Check current directory:
python-check-updates
Check specific directory:
python-check-updates /path/to/project
Check and update files:
python-check-updates -u
Check global packages:
python-check-updates -g
The program prints a table with columns:
-u.Colors indicate severity: red means major version bump, yellow means minor, green means patch. If your terminal does not support colors, get a better terminal.

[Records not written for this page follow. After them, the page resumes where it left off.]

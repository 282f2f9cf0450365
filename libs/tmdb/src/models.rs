use serde::{Deserialize, Serialize};

/// A movie as returned by the list and search endpoints.
#[derive(Debug, Clone, Serialize, Deserialize)]
pub struct MovieSummary {
    pub id: i64,
    pub title: String,
    pub original_title: String,
    pub overview: String,
    pub poster_path: Option<String>,
    pub backdrop_path: Option<String>,
    pub release_date: Option<String>,
    pub vote_average: f64,
    pub vote_count: i64,
    pub popularity: f64,
    pub genre_ids: Vec<i64>,
    pub original_language: String,
    #[serde(default)]
    pub adult: bool,
    #[serde(default)]
    pub video: bool,
}

// Identity is the TMDB id; endpoints may disagree on every other field.
impl PartialEq for MovieSummary {
    fn eq(&self, other: &Self) -> bool {
        self.id == other.id
    }
}

impl Eq for MovieSummary {}

impl std::hash::Hash for MovieSummary {
    fn hash<H: std::hash::Hasher>(&self, state: &mut H) {
        self.id.hash(state);
    }
}

#[derive(Debug, Clone, Serialize, Deserialize)]
pub struct PaginatedResponse<T> {
    pub page: i64,
    pub results: Vec<T>,
    pub total_pages: i64,
    pub total_results: i64,
}

#[derive(Debug, Clone, Serialize, Deserialize)]
pub struct Genre {
    pub id: i64,
    pub name: String,
}

/// Full movie record from the detail endpoint.
///
/// `imdb_id` is the external cross-reference used for deep-linking.
#[derive(Debug, Clone, Serialize, Deserialize)]
pub struct MovieDetail {
    pub id: i64,
    pub title: String,
    pub original_title: String,
    pub overview: String,
    pub poster_path: Option<String>,
    pub backdrop_path: Option<String>,
    pub release_date: Option<String>,
    pub vote_average: f64,
    pub vote_count: i64,
    pub popularity: f64,
    pub genres: Vec<Genre>,
    pub original_language: String,
    #[serde(default)]
    pub adult: bool,
    #[serde(default)]
    pub video: bool,
    pub runtime: Option<i64>,
    pub status: Option<String>,
    pub tagline: Option<String>,
    pub budget: Option<i64>,
    pub revenue: Option<i64>,
    pub imdb_id: Option<String>,
    pub homepage: Option<String>,
}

$ python-check-updates /home/user/projects/moronic-project
Python 3.13.11 (3.14.2 available)
Package Defined Installed In Range Latest Update To
requests >=2.28.0 2.28.0 2.32.5 2.32.5 >=2.32.5
mcp >=0.1.0 1.25.0 1.25.0 1.25.0 >=1.25.0
ruff >=0.8.0 0.14.10 0.14.10 0.14.10 >=0.14.10
pre-commit >=3.0.0 4.5.1 4.5.1 4.5.1 >=4.5.1
The first line tells you your Python version and whether a newer one exists. The table shows the rest.
$ python-check-updates -g
Python 3.13.11 (3.14.2 available)
uv tools:
All packages up to date.
pip --user (Python 3.11):
Package Installed Latest
attrs 23.1.0 25.4.0
poetry 1.6.1 2.2.1
poetry_core 1.7.0 2.2.1
virtualenv 20.24.6 20.35.4
pip --user (Python 3.12):
Package Installed Latest
Brotli 1.1.0 1.2.0
fonttools 4.51.0 4.61.1
pip --user (Python 3.13):
All packages up to date.
To upgrade, run:
$ uv tool upgrade --all
# Python 3.11 is no longer installed. Consider removing /home/user/.local/lib/python3.11 if nothing uses it.
# Python 3.12 is no longer installed. Consider removing /home/user/.local/lib/python3.12 if nothing uses it.
Packages not found on PyPI:
modern-python-nonsense: Package 'modern-python-nonsense' not found on PyPI
Sections with no updates say so. Orphaned Python installations are noted. Commands are prefixed with $ so you can copy them. Comments start with # because that is how comments work.
The program assumes semantic versioning. If a package does not follow semver, that is the package author's problem, not mine.
Network requests are made to PyPI. If your network is slow, the program will be slow. This is how networks work.
The program does not install anything. It only modifies text files. You must run your package manager afterward to actually install updates. The program tells you which command to run. Read the output.
Report them. Or fix them yourself. The source code is right there.
MIT. You know what it is. There's no license file included.